[Requirement]
Which lines in the data below contain the word "usize"? Pull each of them out.

Stored items:

•••

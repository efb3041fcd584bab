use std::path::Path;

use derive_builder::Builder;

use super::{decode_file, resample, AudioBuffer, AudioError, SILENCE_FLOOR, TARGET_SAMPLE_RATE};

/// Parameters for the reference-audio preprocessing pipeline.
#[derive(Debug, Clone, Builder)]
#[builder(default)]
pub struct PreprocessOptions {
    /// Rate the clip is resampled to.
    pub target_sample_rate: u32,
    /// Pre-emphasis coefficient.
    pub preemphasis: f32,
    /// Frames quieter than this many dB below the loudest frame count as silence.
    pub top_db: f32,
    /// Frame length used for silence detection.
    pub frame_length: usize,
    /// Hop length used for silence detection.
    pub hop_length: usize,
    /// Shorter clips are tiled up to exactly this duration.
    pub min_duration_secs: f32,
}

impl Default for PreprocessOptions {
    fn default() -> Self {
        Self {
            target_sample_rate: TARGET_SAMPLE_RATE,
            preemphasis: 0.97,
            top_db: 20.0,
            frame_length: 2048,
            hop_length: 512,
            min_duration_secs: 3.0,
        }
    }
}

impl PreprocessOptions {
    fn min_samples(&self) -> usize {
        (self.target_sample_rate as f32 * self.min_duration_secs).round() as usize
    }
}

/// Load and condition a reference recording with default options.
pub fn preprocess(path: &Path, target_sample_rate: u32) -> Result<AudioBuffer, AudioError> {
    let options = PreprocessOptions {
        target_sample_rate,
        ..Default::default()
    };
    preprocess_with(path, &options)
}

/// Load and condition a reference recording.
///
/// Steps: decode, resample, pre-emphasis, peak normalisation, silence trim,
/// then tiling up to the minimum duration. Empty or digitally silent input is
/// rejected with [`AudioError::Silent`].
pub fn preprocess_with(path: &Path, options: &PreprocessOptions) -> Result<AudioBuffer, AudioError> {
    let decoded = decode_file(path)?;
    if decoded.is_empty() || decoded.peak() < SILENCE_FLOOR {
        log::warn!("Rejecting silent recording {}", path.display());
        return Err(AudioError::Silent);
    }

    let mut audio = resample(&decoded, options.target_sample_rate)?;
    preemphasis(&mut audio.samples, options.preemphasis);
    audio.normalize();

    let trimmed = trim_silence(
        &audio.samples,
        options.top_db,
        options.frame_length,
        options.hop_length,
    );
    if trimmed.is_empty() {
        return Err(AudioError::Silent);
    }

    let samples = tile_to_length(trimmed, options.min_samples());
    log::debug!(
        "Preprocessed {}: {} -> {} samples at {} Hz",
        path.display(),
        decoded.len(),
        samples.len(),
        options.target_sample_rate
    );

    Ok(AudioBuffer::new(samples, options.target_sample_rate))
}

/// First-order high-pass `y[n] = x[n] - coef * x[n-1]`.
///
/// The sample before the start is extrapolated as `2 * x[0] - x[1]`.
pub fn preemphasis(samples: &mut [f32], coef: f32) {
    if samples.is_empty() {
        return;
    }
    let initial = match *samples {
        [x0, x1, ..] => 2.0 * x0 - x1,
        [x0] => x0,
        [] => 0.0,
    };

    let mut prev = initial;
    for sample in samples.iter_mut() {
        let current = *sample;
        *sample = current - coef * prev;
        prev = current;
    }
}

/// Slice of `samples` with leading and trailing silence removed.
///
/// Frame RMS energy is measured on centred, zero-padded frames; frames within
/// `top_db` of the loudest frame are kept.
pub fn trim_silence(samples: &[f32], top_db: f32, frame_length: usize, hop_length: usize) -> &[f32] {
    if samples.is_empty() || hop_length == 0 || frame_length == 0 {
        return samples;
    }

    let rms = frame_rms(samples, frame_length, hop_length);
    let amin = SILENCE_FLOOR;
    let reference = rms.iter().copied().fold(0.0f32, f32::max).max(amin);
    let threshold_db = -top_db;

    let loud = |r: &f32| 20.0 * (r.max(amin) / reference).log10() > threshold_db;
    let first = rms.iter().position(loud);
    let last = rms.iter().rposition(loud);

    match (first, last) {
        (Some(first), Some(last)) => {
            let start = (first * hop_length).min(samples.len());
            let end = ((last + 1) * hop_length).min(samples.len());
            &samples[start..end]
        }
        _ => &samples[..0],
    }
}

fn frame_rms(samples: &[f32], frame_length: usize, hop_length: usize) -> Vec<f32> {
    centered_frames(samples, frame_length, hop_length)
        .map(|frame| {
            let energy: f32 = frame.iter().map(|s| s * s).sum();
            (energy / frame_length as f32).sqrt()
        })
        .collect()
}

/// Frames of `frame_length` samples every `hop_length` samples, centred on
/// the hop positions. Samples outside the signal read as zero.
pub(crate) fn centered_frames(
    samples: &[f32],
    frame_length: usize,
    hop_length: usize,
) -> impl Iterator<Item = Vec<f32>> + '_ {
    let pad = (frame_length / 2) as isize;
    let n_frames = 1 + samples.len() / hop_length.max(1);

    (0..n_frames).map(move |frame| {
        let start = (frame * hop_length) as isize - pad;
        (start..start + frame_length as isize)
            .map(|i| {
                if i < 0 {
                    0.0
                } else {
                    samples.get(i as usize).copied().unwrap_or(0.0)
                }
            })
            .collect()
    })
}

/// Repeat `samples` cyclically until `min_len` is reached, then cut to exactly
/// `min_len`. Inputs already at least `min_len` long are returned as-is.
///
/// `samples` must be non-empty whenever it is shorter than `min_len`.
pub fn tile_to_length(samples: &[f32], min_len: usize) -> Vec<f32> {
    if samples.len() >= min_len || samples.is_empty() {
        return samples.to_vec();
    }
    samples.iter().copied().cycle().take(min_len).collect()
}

•••

[Written solution]
    pub frame_length: usize,
    pub hop_length: usize,
    fn min_samples(&self) -> usize {
        (self.target_sample_rate as f32 * self.min_duration_secs).round() as usize
pub fn trim_silence(samples: &[f32], top_db: f32, frame_length: usize, hop_length: usize) -> &[f32] {
fn frame_rms(samples: &[f32], frame_length: usize, hop_length: usize) -> Vec<f32> {
    frame_length: usize,
    hop_length: usize,
                    samples.get(i as usize).copied().unwrap_or(0.0)
pub fn tile_to_length(samples: &[f32], min_len: usize) -> Vec<f32> {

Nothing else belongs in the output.